In a blog post by Henry Jenkins in 2006, he points out the basic problem that interactivity creates for a critic. Unlike Gone with the Wind, in a video game the player’s input may result in an extremely different outcome. Rhett may have gotten shot a while ago, or Scarlett might be level 80 and fully capable of running the farm herself. The basic problem of re-addressing art’s quality in terms of seeing the audience’s response to the show rather than the show itself is that most people aren’t used to the audience response being a factor. For someone like Roger Ebert or a literary critic, focusing on the audience response is reverse-thinking. Not what does the game project at me, but what does the game allow me to project back. Jenkins and others compare game criticism to assessing architectural designs and discussing how a person will inhabit a building. I personally tend to think of them as miniature languages and what those languages allow me to express. Whatever the mindset of the critic, rather than dismiss the audience experience as impossible to discuss we should tackle it head on. We do this not by talking about what a player should be thinking, but what a player could think in the space given to them within the game. That’s what it means to assess a game experience. Since we can put so much of ourselves into a game, the critic must assess where our response can go in such a place.

So how big of a difference does adding player experience to our criticism really make? In a link from Jenkins’ post, Timothy Burke goes over several examples of games that by themselves sound downright dull. Planescape: Torment is a basic D&D affair about an immortal who can never die. The average player spends the whole game wandering huge dialogue trees, sometimes behaving and sometimes being cruel depending on what’s advantageous. Yet what made the game profound was that at the very end, the game asks you what all that meant in terms of your identity. What made you help people, what made you abandon them? And every person has their own, self-realizing response to that. Or Burke’s comment on Katamari Damarcy being impossible to explain without sounding idiotic. You’re a tiny man rolling a tiny ball into a gigantic one, going from items on a desk to entire cities. Beyond the complete control of what you roll into the ball, the sheer pleasure of progress and happiness at rolling together an entire planet of junk is what makes the experience amazing. Or perhaps the most profound story on the web thus far is the incredibly personal reaction to Animal Crossing that one player had with their mother. That brief story about one person’s reaction to a game played with their mom is probably one of the highest emotions art can ever achieve, and we need a critical language that can talk about how that experience was created. Otherwise, we’re only talking about half the story.

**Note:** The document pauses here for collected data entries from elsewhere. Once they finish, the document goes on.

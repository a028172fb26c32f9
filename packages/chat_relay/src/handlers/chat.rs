use axum::{
    body::Body,
    extract::{Request, State},
    http::StatusCode,
    response::Response,
};
use hyper::upgrade::OnUpgrade;
use hyper_util::rt::TokioIo;
use tracing::{debug, warn};
use ws_wire::{HandshakeResponse, WsError};

use crate::AppState;
use crate::error::ChatError;
use crate::registry::ConnectionState;
use crate::relay::{RelayHandle, serve_connection};

/// Upgrade `/chat` to a WebSocket connection.
///
/// The handshake is answered by hand: the accept key is derived from
/// `Sec-WebSocket-Key` and the raw transport is taken over once hyper has
/// flushed the `101` response.
pub async fn chat_handler(
    State(state): State<AppState>,
    mut req: Request,
) -> Result<Response, ChatError> {
    debug!(
        method = %req.method(),
        uri = %req.uri(),
        headers = ?req.headers(),
        state = %ConnectionState::Connecting,
        "upgrade request"
    );

    let key = req
        .headers()
        .get(ws_wire::handshake::KEY_HEADER)
        .and_then(|v| v.to_str().ok());
    let handshake = HandshakeResponse::new(key)?;

    let on_upgrade = req
        .extensions_mut()
        .remove::<OnUpgrade>()
        .ok_or(WsError::UpgradeUnsupported)?;

    tokio::spawn(take_over(state.relay.clone(), on_upgrade));

    let mut response =
        axum::http::Response::builder().status(StatusCode::SWITCHING_PROTOCOLS);
    for (name, value) in handshake.headers() {
        response = response.header(name, value);
    }
    Ok(response.body(Body::empty())?)
}

async fn take_over(relay: RelayHandle, on_upgrade: OnUpgrade) {
    let upgraded = match on_upgrade.await {
        Ok(upgraded) => upgraded,
        Err(e) => {
            warn!(error = %e, "transport upgrade failed");
            return;
        }
    };

    let (reader, writer) = tokio::io::split(TokioIo::new(upgraded));
    let connection = relay.open_connection(writer);
    let id = connection.id();
    debug!(conn = %id, state = %connection.state(), "transport taken over");

    serve_connection(relay, connection, reader).await;
}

Finally, we need to talk about player experience because this element, this way that games allow audience input which makes them art, is going to be neglected if we don’t. If no one notices game developers for producing profound player expressions in their games, why should they bother making them? If no one bothers to look beyond the plot or the game design, then no one is going to ever really get into what makes games so amazing in the first place. The late Joseph Campbell, whose works with mythology inspired Star Wars and countless video game plots, was asked in a PBS interview what he thought of video games. He said that they were another way of imparting wisdom. That games were still functionally doing the same thing as a group of people practicing hunting or sitting around a fire. Games were just a new way of teaching and sharing experiences, whether that experience be making a successful kill or hearing the legend of an epic hero. Such is the function of myth, philosophy, and art amongst people and Campbell thought video games would eventually take their place with them. We need a new critical approach so they can finally start doing it.

Joseph Campbell was the first person to make me sit down with video games and start looking at them in a new way years ago, so I’ve decided to end with a quote from his book The Hero With a Thousand Faces. He writes:

Art, literature, myth and cult, philosophy, and ascetic disciplines are instruments to help the individual past his limiting horizons into spheres of ever-expanding realization. As he crosses threshold after threshold, conquering dragon after dragon, the stature of the divinity that he summons to his highest wish increases, until it subsumes the cosmos. Finally, the mind breaks the bounding sphere of the cosmos to a realization transcending all experiences of form – all symbolizations, all divinities: a realization of the ineluctable void.

If the audience response is where games become art, if that response could become so powerful that it could allow a person to achieve personal breakthroughs, or to gain new perspectives on life, then it is not enough for game developers to create more complex games. It is not enough to just make them more realistic or incredibly satisfying. We must now, both as critics and as gamers, start to ask ourselves something far bigger when we play a video game: What are video games for?